It was a bit of a case of “What they said” as the Association of Canadian Advertisers (ACA) and Canadian Media Directors’ Council (CMDC) made a joint appearance on the final day of the CRTC’s “Let’s Talk TV” hearings last week.
Like other groups before them, they used their appearance to speak out against the proposed adoption of a pick-and-pay system and the elimination of simultaneous substitution.
CMDC board member Anne Myers told the Commission that simultaneous substitution is “critical” to the Canadian broadcast system, providing advertisers with coveted access to sizeable Canadian audiences for the top U.S. shows.
“It is important to remember that though these shows may be American in origin, their audiences are 100% Canadian,” Myers told the Commission.
She noted that nearly one-fifth of all Canadian TV viewing is already going to signals not currently available to advertisers, such as U.S. cable and conventional channels, on-demand, pay-per-view, pay TV and educational. Further eliminating prime time audiences would have dire consequences, she warned.
“Removing this substantial amount of inventory from the marketplace will only create increased cost pressures for what little TV audiences are left and force advertisers to consider transferring ad budgets to other media,” said Myers.
“The idea of jeopardizing and destabilizing the entire broadcasting and advertising system is really quite unimaginable to us.”
CRTC commissioner Stephen Simpson told Myers that Canadian viewers have made it clear they want changes to simultaneous substitution and asked if it would be easier to adapt if it were gradually removed.
Myers was unequivocal, however, noting that much of the consumer displeasure stems from an inability to watch Super Bowl commercials – which are now widely available online.
“We’re a little bit unsure as to why lack of exposure to American commercials should be a major concern for the Commission,” she said. “The beauty of [simultaneous substitution] and the reason it’s worked so effectively from a business perspective is that it gives Canadian advertisers access to Canadian audiences.
“Any stoppage of that, whether it’s a hard stop or a phasing out, is going to remove those Canadian audiences from our ability to monetize them for Canadian broadcasters. We don’t see any benefit to that.”
The conversation prompted CRTC chairman Jean-Pierre Blais (pictured above) to ask: “Why haven’t we seen the same sort of… effervescence in Canadian ads?” to which ACA president and CEO Ron Lund responded: “I think creative agencies would think they do have that, but one of the biggest drawbacks is budget. Those commercials are multi-millions of dollars, and our market can’t justify that. No marketer in Canada has that type of budget for a single commercial.”
Echoing earlier statements about pick-and-pay, the CMDC also warned that such a system would ultimately result in less consumer choice, with many niche services not surviving the transition.
Janet Callaghan, the CMDC’s executive director, warned that the loss of such services would impede advertisers’ ability to reach more discerning TV viewers, resulting in fewer ad dollars being funneled to the broadcast system and the closure of under-performing channels.

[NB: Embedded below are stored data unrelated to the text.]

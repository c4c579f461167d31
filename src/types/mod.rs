//! Error types used across the library.

pub mod err;
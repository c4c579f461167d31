/*!
The tableau engine: branches, model extraction, and the expansion loop that drives
a seeded signed formula to saturation under a [logic definition](crate::logic::LogicDefinition).

Everything here is purely syntactic. A [Branch](branch::Branch) only ever consults a
[SignSystem](crate::structures::sign::SignSystem) for closure; [models](model::Model)
are read off a saturated branch after the fact, and only there does a
[TruthValueSystem](crate::structures::truth_value::TruthValueSystem) enter the picture.
*/

pub mod branch;
pub mod engine;
pub mod model;

pub use engine::{entails, solve};
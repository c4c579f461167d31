/*!
A library for determining the satisfiability of, and entailment between, formulas
of a propositional logic, via the analytic tableau method.

tableaux is parameterised over the logic itself: a [LogicDefinition](logic::LogicDefinition)
supplies the sign alphabet, the connective grammar, the decomposition rules, and
(for model extraction only) the truth-value semantics, so that classical, weak-Kleene,
and four-valued paraconsistent logics are three *values* of one type rather than three
separate engines. Third parties may register their own logics through the same
[LogicRegistry](logic::LogicRegistry) the built-ins use.

# Orientation

The library is organised around a [Context], to which logics are registered and
against which formulas are parsed and solved.

- [structures] holds the data model: [atoms](structures::atom), [formulas](structures::formula),
  [connectives](structures::connective), [signs](structures::sign), [truth values](structures::truth_value),
  and [signed formulas](structures::signed_formula).
- [rules] and [matcher] define and apply the patterns a logic decomposes its
  connectives with.
- [logic] bundles a sign system, connective table, rule set, and truth-value
  system into one [LogicDefinition](logic::LogicDefinition), and registers the
  three built-ins.
- [tableau] is the expansion loop itself: [branches](tableau::branch), [model
  extraction](tableau::model), and the [solve](tableau::solve)/[entails](tableau::entails)
  entry points.
- [config] holds the resource bounds (branch/depth/time limits, subsumption) a
  solve runs under.
- [reports] defines the result and status types a solve or entailment check returns.

# Examples

+ Solve a formula under classical logic and inspect its models.

```rust
# use tableaux::context::Context;
# use tableaux::config::Config;
let mut ctx = Context::with_builtin_logics();

let formula = ctx.parse("classical", "p | q").unwrap();
let result = ctx.solve("classical", formula, None, &Config::default()).unwrap();

assert!(result.satisfiable);
assert_eq!(result.models.len(), 3);
```

+ Check entailment in a paraconsistent logic: a contradiction does not explode.

```rust
# use tableaux::context::Context;
# use tableaux::config::Config;
# use tableaux::reports::Tristate;
let mut ctx = Context::with_builtin_logics();

let premise = ctx.parse("four-valued", "p & ~p").unwrap();
let q = ctx.atom("q");
let verdict = ctx.entails("four-valued", &[premise], q, &Config::default()).unwrap();

assert_eq!(verdict, Tristate::False);
```

# Logs

Calls to [log!](log) mark rule selection and branch closure at trace level; enable
with, for example, `RUST_LOG=tableaux=trace` when used with [env_logger](https://docs.rs/env_logger/latest/env_logger/).
*/

#![allow(clippy::collapsible_else_if)]
#![allow(clippy::derivable_impls)]

pub mod config;
pub mod context;
pub mod logic;
pub mod matcher;
pub mod parser;
pub mod reports;
pub mod rules;
pub mod structures;
pub mod tableau;
pub mod types;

“A move by the regulator to unreservedly disrupt the current funding formula for television will significantly diminish the richness and the diversity of Canadian audiences, and with it the support of advertisers,” she cautioned. “We believe the Commission should reconsider an unrestrained pick-and-pay option to avoid going back to the days of channel scarcity now that consumers have been exposed to a landscape of plenty.”
The ACA also used its appearance before the CRTC to reiterate its position that the Commission should open up U.S. ad avails to Canadian advertisers.
Bob Reaume, the ACA’s vice-president (pictured right), policy and research, told the Commission that opening up avails would allow “many millions” of dollars to be injected into the Canadian system.
Reaume said that several previous proposals to monetize these avails (all of which have been rejected by the CRTC) “have merit,” and could slow the erosion of TV advertising revenue to other platforms without creating additional fragmentation.
“We suggest these proposals be re-examined as part of a CRTC review process,” said Reaume, noting that many advertisers are now utilizing the video-on-demand platform after the barriers to access were removed by the CRTC several years ago.
The groups also advocated for a set-top box (STB)-based measurement system, with Callaghan saying it would “dramatically improve” the accuracy and depth of information available to both broadcasters and advertisers.
“Television is changing rapidly, and the tools and metrics we need to continue to support it must change as well,” she said. “It has evolved into a complex structure requiring better measurement and more data points,” she said.
The CMDC advocated the creation of a joint industry committee comprised of sellers, buyers and media management companies. Like others before them, the groups also said that the creation of an STB measurement body would not require CRTC oversight.